Saved data entries
□ □ □ □ □

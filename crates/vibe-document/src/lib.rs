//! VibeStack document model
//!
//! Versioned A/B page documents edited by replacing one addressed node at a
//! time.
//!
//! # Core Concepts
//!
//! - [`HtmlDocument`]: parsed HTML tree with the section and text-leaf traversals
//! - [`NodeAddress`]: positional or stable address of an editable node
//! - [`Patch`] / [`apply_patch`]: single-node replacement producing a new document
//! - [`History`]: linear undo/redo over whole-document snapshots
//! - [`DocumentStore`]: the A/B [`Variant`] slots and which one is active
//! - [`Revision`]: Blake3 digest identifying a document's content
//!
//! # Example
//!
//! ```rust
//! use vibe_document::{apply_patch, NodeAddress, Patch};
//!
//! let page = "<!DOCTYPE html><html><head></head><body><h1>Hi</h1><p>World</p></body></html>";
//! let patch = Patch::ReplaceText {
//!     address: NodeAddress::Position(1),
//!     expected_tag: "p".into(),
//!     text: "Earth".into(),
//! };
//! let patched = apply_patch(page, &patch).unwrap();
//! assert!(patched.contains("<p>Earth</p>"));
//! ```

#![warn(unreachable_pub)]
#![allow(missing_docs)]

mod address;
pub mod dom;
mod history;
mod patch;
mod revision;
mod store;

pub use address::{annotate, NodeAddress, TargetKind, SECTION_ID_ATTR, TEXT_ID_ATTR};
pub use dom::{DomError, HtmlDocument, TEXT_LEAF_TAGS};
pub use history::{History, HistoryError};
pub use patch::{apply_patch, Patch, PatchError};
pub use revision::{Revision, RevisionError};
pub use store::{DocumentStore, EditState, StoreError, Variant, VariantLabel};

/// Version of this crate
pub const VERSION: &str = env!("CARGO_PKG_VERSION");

□ □ □ □ □

Check each line of the entries above for the string "patched", and return those that contain it.

**TASK OUTPUT**
//! let patched = apply_patch(page, &patch).unwrap();
//! assert!(patched.contains("<p>Earth</p>"));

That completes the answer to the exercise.